Pour boucler la commémoration de l’an 1 «des tueries» du QG de Jean Ping le 31 août 2016, les leaders de la Coalition pour la nouvelle république entendent mobiliser, ce lundi 4 à Libreville, leurs partisans pour une démonstration de leur détermination à ne pas renoncer.

Frederick Massavala, le 1er septembre 2017 à Libreville. © Gabonreview

 

Au terme des actions civiques entreprises durant la semaine du 21 au 25 août 2017 et celles de la journée de recueillement consacrée aux «martyrs de la liberté et de la démocratie», la Coalition pour la nouvelle république (CNR) a animé une conférence de presse, le vendredi 1er septembre 2017 à Libreville.

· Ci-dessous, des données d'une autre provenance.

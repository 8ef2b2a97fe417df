//! Canned prober and encoder for tests.

use crate::encode::{EncodeError, Encoder};
use crate::plan::TranscodePlan;
use crate::probe::{ProbeError, StreamProber};
use std::collections::{HashMap, VecDeque};
use std::path::{Path, PathBuf};
use std::sync::Mutex;

pub(crate) const PROGRESSIVE_LINE: &str =
    "    Stream #0:0: Video: h264 (High), yuv420p(progressive), 1280x720, 59.94 fps";
pub(crate) const INTERLACED_LINE: &str =
    "    Stream #0:0: Video: mpeg2video (Main), yuv420p(top first), 1920x1080, 29.97 fps";

/// Returns the same lines for every file unless a path has its own.
#[derive(Debug, Default)]
pub(crate) struct FakeProber {
    default_lines: Vec<String>,
    per_path: HashMap<PathBuf, Vec<String>>,
    calls: Mutex<Vec<PathBuf>>,
}

impl FakeProber {
    pub(crate) fn always(lines: &[&str]) -> Self {
        Self {
            default_lines: lines.iter().map(|l| l.to_string()).collect(),
            ..Self::default()
        }
    }

    pub(crate) fn with_path(mut self, path: impl Into<PathBuf>, lines: &[&str]) -> Self {
        self.per_path
            .insert(path.into(), lines.iter().map(|l| l.to_string()).collect());
        self
    }

    pub(crate) fn calls(&self) -> Vec<PathBuf> {
        self.calls.lock().unwrap().clone()
    }
}

impl StreamProber for FakeProber {
    async fn probe_lines(&self, path: &Path) -> Result<Vec<String>, ProbeError> {
        self.calls.lock().unwrap().push(path.to_path_buf());
        Ok(self
            .per_path
            .get(path)
            .unwrap_or(&self.default_lines)
            .clone())
    }
}

/// Scripted result of one fake encode.
#[derive(Debug, Clone, Copy, PartialEq, Eq)]
pub(crate) enum FakeOutcome {
    Success,
    /// Writes a partial output file, then reports an interrupt.
    Interrupted,
    /// Writes a partial output file, then exits with the given code.
    Failed(i32),
}

/// Plays back scripted outcomes; succeeds once the script runs out.
#[derive(Debug, Default)]
pub(crate) struct FakeEncoder {
    script: Mutex<VecDeque<FakeOutcome>>,
    encoded: Mutex<Vec<TranscodePlan>>,
}

impl FakeEncoder {
    pub(crate) fn scripted(outcomes: &[FakeOutcome]) -> Self {
        Self {
            script: Mutex::new(outcomes.iter().copied().collect()),
            encoded: Mutex::new(Vec::new()),
        }
    }

    pub(crate) fn encoded(&self) -> Vec<TranscodePlan> {
        self.encoded.lock().unwrap().clone()
    }
}

impl Encoder for FakeEncoder {
    async fn encode(&self, plan: &TranscodePlan) -> Result<(), EncodeError> {
        self.encoded.lock().unwrap().push(plan.clone());
        let outcome = self
            .script
            .lock()
            .unwrap()
            .pop_front()
            .unwrap_or(FakeOutcome::Success);

        std::fs::write(&plan.output_path, b"partial")?;
        match outcome {
            FakeOutcome::Success => Ok(()),
            FakeOutcome::Interrupted => Err(EncodeError::Interrupted),
            FakeOutcome::Failed(code) => Err(EncodeError::Failed(code)),
        }
    }
}
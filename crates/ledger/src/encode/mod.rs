//! Encoder modules for the transcode batch

pub mod ffmpeg;

pub use ffmpeg::FfmpegEncoder;

use crate::plan::TranscodePlan;
use thiserror::Error;

/// Error type for encoding operations
#[derive(Debug, Error)]
pub enum EncodeError {
    /// The operator interrupted the encode
    #[error("Encode interrupted by operator")]
    Interrupted,

    /// Encoder exited with non-zero status
    #[error("Encoder failed with exit code: {0}")]
    Failed(i32),

    /// Encoder was terminated by a signal
    #[error("Encoder process was terminated by signal")]
    Terminated,

    /// IO error during encoding
    #[error("IO error: {0}")]
    Io(#[from] std::io::Error),
}

/// Runs a composed [`TranscodePlan`] to completion.
#[allow(async_fn_in_trait)]
pub trait Encoder {
    async fn encode(&self, plan: &TranscodePlan) -> Result<(), EncodeError>;
}
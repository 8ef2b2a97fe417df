//! Scanner module for building the set of files a manifest is reconciled against.
//!
//! The scan walks a root directory recursively and records every regular file.
//! Matching consumes files one at a time, so the set only ever shrinks.

use std::path::{Path, PathBuf};
use thiserror::Error;
use walkdir::WalkDir;

/// Error type for directory scans.
#[derive(Debug, Error)]
pub enum ScanError {
    /// The scan root does not exist or is not a directory.
    #[error("Scan root is not a directory: {0}")]
    NotADirectory(PathBuf),

    /// Walking the directory tree failed.
    #[error("Failed to walk directory: {0}")]
    Walk(#[from] walkdir::Error),
}

/// Files discovered under a scan root, in walk order.
#[derive(Debug, Clone, Default, PartialEq, Eq)]
pub struct FileSet {
    files: Vec<PathBuf>,
}

impl FileSet {
    pub fn new(files: Vec<PathBuf>) -> Self {
        Self { files }
    }

    /// Removes and returns the first file whose trailing path components equal `suffix`.
    ///
    /// Only one file is consumed per call, so two manifest entries with the same
    /// relative path in different subdirectories each claim their own file.
    pub fn take_match(&mut self, suffix: &Path) -> Option<PathBuf> {
        let idx = self.files.iter().position(|f| f.ends_with(suffix))?;
        Some(self.files.remove(idx))
    }

    /// Removes `exact` if present, otherwise the first file ending with `suffix`.
    ///
    /// An entry whose own file exists never claims a same-named file from a
    /// sibling directory that happens to sort earlier.
    pub fn take_exact_or_match(&mut self, exact: &Path, suffix: &Path) -> Option<PathBuf> {
        match self.files.iter().position(|f| f == exact) {
            Some(idx) => Some(self.files.remove(idx)),
            None => self.take_match(suffix),
        }
    }

    pub fn len(&self) -> usize {
        self.files.len()
    }

    pub fn is_empty(&self) -> bool {
        self.files.is_empty()
    }

    pub fn iter(&self) -> impl Iterator<Item = &PathBuf> {
        self.files.iter()
    }

    pub fn into_remaining(self) -> Vec<PathBuf> {
        self.files
    }
}

/// Recursively lists every regular file under `root`.
///
/// Entries are sorted by file name within each directory so the walk order,
/// and therefore which duplicate is matched first, is deterministic.
pub fn scan_directory(root: &Path) -> Result<FileSet, ScanError> {
    if !root.is_dir() {
        return Err(ScanError::NotADirectory(root.to_path_buf()));
    }

    let mut files = Vec::new();
    for entry in WalkDir::new(root).sort_by_file_name() {
        let entry = entry?;
        if entry.file_type().is_file() {
            files.push(entry.into_path());
        }
    }

    Ok(FileSet::new(files))
}
//! CLI entry point for Media Ledger
//!
//! `reconcile` refreshes a manifest against a directory and writes a new
//! document next to it. `transcode` encodes every manifest entry in turn.

use clap::{Parser, Subcommand, ValueEnum};
use media_ledger::{
    listen_for_ctrl_c, run_reconciliation, run_startup_checks, BatchOptions, Config,
    FfmpegEncoder, FfprobeProber, Manifest, PlanOptions, ReconcileMode, ReconcileOptions,
    TranscodeBatch,
};
use std::fmt::Display;
use std::path::{Path, PathBuf};
use std::process::ExitCode;
use tracing::{info, warn};
use tracing_subscriber::EnvFilter;

/// Media Ledger - manifest reconciliation and batch transcoding
#[derive(Parser, Debug)]
#[command(name = "media-ledger")]
#[command(author, version, about, long_about = None)]
struct Args {
    /// Path to a configuration file (TOML). Defaults are used when omitted.
    #[arg(short, long, global = true)]
    config: Option<PathBuf>,

    /// Log at debug level unless RUST_LOG says otherwise
    #[arg(short, long, global = true)]
    verbose: bool,

    #[command(subcommand)]
    command: Command,
}

#[derive(Subcommand, Debug)]
enum Command {
    /// Reconcile a manifest against the files under a directory
    Reconcile {
        /// Manifest to reconcile (left unmodified)
        manifest: PathBuf,

        /// Directory the manifest paths are relative to
        dir: PathBuf,

        /// md5sum-style checksum listing
        checksums: Option<PathBuf>,

        /// Migrate every entry path to this 3-character extension
        #[arg(long, value_name = "EXT")]
        rewrite_extension: Option<String>,

        /// Warn about unreferenced files instead of failing
        #[arg(long, conflicts_with = "strict")]
        lenient: bool,

        /// Fail when files are not referenced by the manifest
        #[arg(long)]
        strict: bool,

        /// Print the reconciliation report as JSON
        #[arg(long)]
        json: bool,
    },

    /// Transcode every manifest entry
    Transcode {
        /// Source material mode
        mode: Option<TranscodeMode>,

        /// Manifest to read (defaults to the configured name in the current directory)
        #[arg(long)]
        manifest: Option<PathBuf>,

        /// Log the planned commands without encoding
        #[arg(long)]
        dry_run: bool,

        /// Skip encoder/prober availability checks
        #[arg(long)]
        skip_checks: bool,
    },
}

#[derive(ValueEnum, Clone, Copy, Debug, PartialEq, Eq)]
enum TranscodeMode {
    /// Animated source: force the pixel format and map all video and audio
    Anime,
    /// Crop to the configured aspect ratio
    Crop,
}

fn plan_options(mode: Option<TranscodeMode>) -> PlanOptions {
    PlanOptions {
        animated: mode == Some(TranscodeMode::Anime),
        crop: mode == Some(TranscodeMode::Crop),
    }
}

fn init_tracing(verbose: bool) {
    let default = if verbose { "debug" } else { "info" };
    let filter = EnvFilter::try_from_default_env().unwrap_or_else(|_| EnvFilter::new(default));
    let _ = tracing_subscriber::fmt().with_env_filter(filter).try_init();
}

// Library error messages already embed their source.
fn format_error(context: &str, err: &dyn Display) -> String {
    format!("{}: {}", context, err)
}

fn report_error(context: &str, err: &dyn Display) {
    eprintln!("{}", format_error(context, err));
}

#[tokio::main]
async fn main() -> ExitCode {
    let args = Args::parse();
    init_tracing(args.verbose);

    let config = match &args.config {
        Some(path) => match Config::load(path) {
            Ok(config) => config,
            Err(e) => {
                report_error(&format!("Failed to load {}", path.display()), &e);
                return ExitCode::FAILURE;
            }
        },
        None => Config::from_env(),
    };

    match args.command {
        Command::Reconcile {
            manifest,
            dir,
            checksums,
            rewrite_extension,
            lenient,
            strict,
            json,
        } => {
            let mut options = ReconcileOptions::from_config(&config.reconcile);
            if lenient {
                options.mode = ReconcileMode::Lenient;
            } else if strict {
                options.mode = ReconcileMode::Strict;
            }
            if rewrite_extension.is_some() {
                options.extension_rewrite = rewrite_extension;
            }

            let outcome = match run_reconciliation(
                &manifest,
                &dir,
                checksums.as_deref(),
                &options,
                &config.reconcile.output_suffix,
            ) {
                Ok(outcome) => outcome,
                Err(e) => {
                    report_error("Reconciliation failed", &e);
                    return ExitCode::FAILURE;
                }
            };

            if json {
                match outcome.to_json_pretty() {
                    Ok(text) => println!("{}", text),
                    Err(e) => {
                        report_error("Failed to serialize report", &e);
                        return ExitCode::FAILURE;
                    }
                }
            } else {
                println!(
                    "Reconciled {} entries ({} rewritten) into {}",
                    outcome.report.entries,
                    outcome.report.rewritten,
                    outcome.output_path.display()
                );
                for file in &outcome.report.extra_files {
                    println!("  unreferenced: {}", file.display());
                }
            }
            ExitCode::SUCCESS
        }

        Command::Transcode {
            mode,
            manifest,
            dry_run,
            skip_checks,
        } => {
            if skip_checks || dry_run {
                warn!("skipping startup checks");
            } else if let Err(e) = run_startup_checks(&config) {
                report_error("Startup checks failed", &e);
                return ExitCode::FAILURE;
            }

            let manifest_path =
                manifest.unwrap_or_else(|| PathBuf::from(&config.transcode.manifest_name));
            let source_root = match manifest_path.parent() {
                Some(parent) if !parent.as_os_str().is_empty() => parent.to_path_buf(),
                _ => Path::new(".").to_path_buf(),
            };

            let document = match Manifest::load(&manifest_path) {
                Ok(document) => document,
                Err(e) => {
                    report_error(&format!("Failed to load {}", manifest_path.display()), &e);
                    return ExitCode::FAILURE;
                }
            };

            let interrupt = listen_for_ctrl_c();
            let batch = TranscodeBatch::new(
                &config,
                FfprobeProber::from_config(&config.probe),
                FfmpegEncoder::new(interrupt.clone()),
                interrupt,
            );
            let options = BatchOptions {
                plan: plan_options(mode),
                dry_run,
            };

            match batch.run(&document, &source_root, options).await {
                Ok(summary) => {
                    if dry_run {
                        for plan in &summary.planned {
                            println!("{}", plan.command_line());
                        }
                    }
                    info!(
                        encoded = summary.encoded.len(),
                        skipped = summary.skipped.len(),
                        "batch complete"
                    );
                    for skipped in &summary.skipped {
                        println!("  skipped {}: {}", skipped.path, skipped.reason);
                    }
                    ExitCode::SUCCESS
                }
                Err(e) => {
                    report_error("Transcode batch stopped", &e);
                    ExitCode::FAILURE
                }
            }
        }
    }
}
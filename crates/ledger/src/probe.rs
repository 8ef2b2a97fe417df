//! Stream probe interpreter.
//!
//! Runs ffprobe against a file and classifies its diagnostic output as
//! progressive or interlaced. Resolution is used as a stand-in for scan type:
//! one resolution signature means progressive, another means interlaced.

use media_ledger_config::ProbeConfig;
use std::path::Path;
use std::process::Stdio;
use thiserror::Error;
use tokio::io::{AsyncBufReadExt, BufReader};
use tokio::process::Command;

/// Error type for probe operations.
#[derive(Debug, Error)]
pub enum ProbeError {
    /// The prober could not be started or its output could not be read.
    #[error("Failed to run {program}: {source}")]
    Spawn {
        program: String,
        #[source]
        source: std::io::Error,
    },
}

/// Classification of a probed file.
#[derive(Debug, Clone, Copy, PartialEq, Eq)]
pub enum ProbeResult {
    Progressive,
    Interlaced,
    /// Both signatures were seen, or neither.
    Indeterminate,
}

impl std::fmt::Display for ProbeResult {
    fn fmt(&self, f: &mut std::fmt::Formatter<'_>) -> std::fmt::Result {
        match self {
            ProbeResult::Progressive => write!(f, "progressive"),
            ProbeResult::Interlaced => write!(f, "interlaced"),
            ProbeResult::Indeterminate => write!(f, "indeterminate"),
        }
    }
}

/// Substrings that mark a probe line as progressive or interlaced.
#[derive(Debug, Clone, PartialEq, Eq)]
pub struct ScanSignatures {
    pub progressive: String,
    pub interlaced: String,
}

impl Default for ScanSignatures {
    fn default() -> Self {
        Self {
            progressive: "1280x720".to_string(),
            interlaced: "1920x1080".to_string(),
        }
    }
}

impl From<&ProbeConfig> for ScanSignatures {
    fn from(cfg: &ProbeConfig) -> Self {
        Self {
            progressive: cfg.progressive_signature.clone(),
            interlaced: cfg.interlaced_signature.clone(),
        }
    }
}

/// Classifies probe output lines.
///
/// The first line carrying a signature decides the candidate. If the other
/// signature shows up anywhere in the output, or no signature is found at
/// all, the result is [`ProbeResult::Indeterminate`].
pub fn classify<I, S>(lines: I, signatures: &ScanSignatures) -> ProbeResult
where
    I: IntoIterator<Item = S>,
    S: AsRef<str>,
{
    let mut seen_progressive = false;
    let mut seen_interlaced = false;

    for line in lines {
        let line = line.as_ref();
        seen_progressive |= line.contains(signatures.progressive.as_str());
        seen_interlaced |= line.contains(signatures.interlaced.as_str());
        if seen_progressive && seen_interlaced {
            return ProbeResult::Indeterminate;
        }
    }

    match (seen_progressive, seen_interlaced) {
        (true, false) => ProbeResult::Progressive,
        (false, true) => ProbeResult::Interlaced,
        _ => ProbeResult::Indeterminate,
    }
}

/// Source of stream diagnostics for a media file.
#[allow(async_fn_in_trait)]
pub trait StreamProber {
    /// Returns the prober's diagnostic output for `path`, one entry per line.
    async fn probe_lines(&self, path: &Path) -> Result<Vec<String>, ProbeError>;
}

/// [`StreamProber`] that shells out to ffprobe and reads its stderr.
#[derive(Debug, Clone)]
pub struct FfprobeProber {
    program: String,
}

impl FfprobeProber {
    pub fn new(program: impl Into<String>) -> Self {
        Self {
            program: program.into(),
        }
    }

    pub fn from_config(cfg: &ProbeConfig) -> Self {
        Self::new(cfg.program.clone())
    }

    fn spawn_error(&self, source: std::io::Error) -> ProbeError {
        ProbeError::Spawn {
            program: self.program.clone(),
            source,
        }
    }
}

impl Default for FfprobeProber {
    fn default() -> Self {
        Self::new("ffprobe")
    }
}

impl StreamProber for FfprobeProber {
    async fn probe_lines(&self, path: &Path) -> Result<Vec<String>, ProbeError> {
        let mut child = Command::new(&self.program)
            .arg(path)
            .stdin(Stdio::null())
            .stdout(Stdio::null())
            .stderr(Stdio::piped())
            .kill_on_drop(true)
            .spawn()
            .map_err(|e| self.spawn_error(e))?;

        let mut lines = Vec::new();
        if let Some(stderr) = child.stderr.take() {
            let mut reader = BufReader::new(stderr);
            let mut buf = Vec::new();
            loop {
                buf.clear();
                let read = reader
                    .read_until(b'\n', &mut buf)
                    .await
                    .map_err(|e| self.spawn_error(e))?;
                if read == 0 {
                    break;
                }
                // Container metadata is not always valid UTF-8
                lines.push(String::from_utf8_lossy(&buf).trim_end().to_string());
            }
        }

        let status = child.wait().await.map_err(|e| self.spawn_error(e))?;
        if !status.success() {
            tracing::debug!(
                program = %self.program,
                path = %path.display(),
                %status,
                "prober exited unsuccessfully"
            );
        }

        Ok(lines)
    }
}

Les partisans de l’opposition attendus en grand nombre ce 4 septembre à Ntchorere à 13 heures. © Gabonreview

Point culminant de ces manifestations, un grand rassemblement ce lundi 4 septembre au collège Ntchorere, a été annoncé par Frederick Massavala Maboumba, le conférencier. Jean Ping et l’ensemble des leaders de la CNR envisagent donc une mobilisation de leurs partisans, pour certainement affirmer leur détermination à «rétablir rapidement les résultats du vote du 27 août 2016».

Sans en préciser l’objet, Frederick Massavala Maboumba a indiqué que la coalition veut simplement battre le rappel des troupes. Une réponse bien peu convaincante, dans un contexte particulièrement tendu. Car, en plus d’être interdit de sortir du territoire national, les opposants, singulièrement les jeunes, font l’objet d’une chasse à l’homme par les forces de défense et de sécurité. Il a donc dénoncé cette attitude contre «les résistants», ainsi que les «enlèvements» intervenant ici et là.

Prenant à témoin la communauté nationale et internationale, Massavala a tenu à mettre en cause, à titre personnel, tous ceux qui au sein des forces de défense et de sécurité  se livrent à ses actes «injustifiables».

De ce fait, il a vivement appelé à la libération d’Hervé Mombo Kinga, un militant récemment interpellé au PK12, mais aussi de Bertrand Zibi Abeghe et Amiang Washington, tous deux emprisonnés au lendemain de l’annonce des résultats de l’élection présidentielle d’août 2016. D’autre part, le porte-parole de la CNR, évoquant la journée de recueillement du 31 août, a invoqué le devoir de mémoire de «la nation reconnaissante» des gabonais tués, le 31 août 2016 au QG de Jean Ping. Même s’il a réitéré l’intention de son camp à demeurer pacifique, en dépit d’actes répressifs subis, il a affirmé avec fermeté qu’Ali Bingo s’en irait du pouvoir.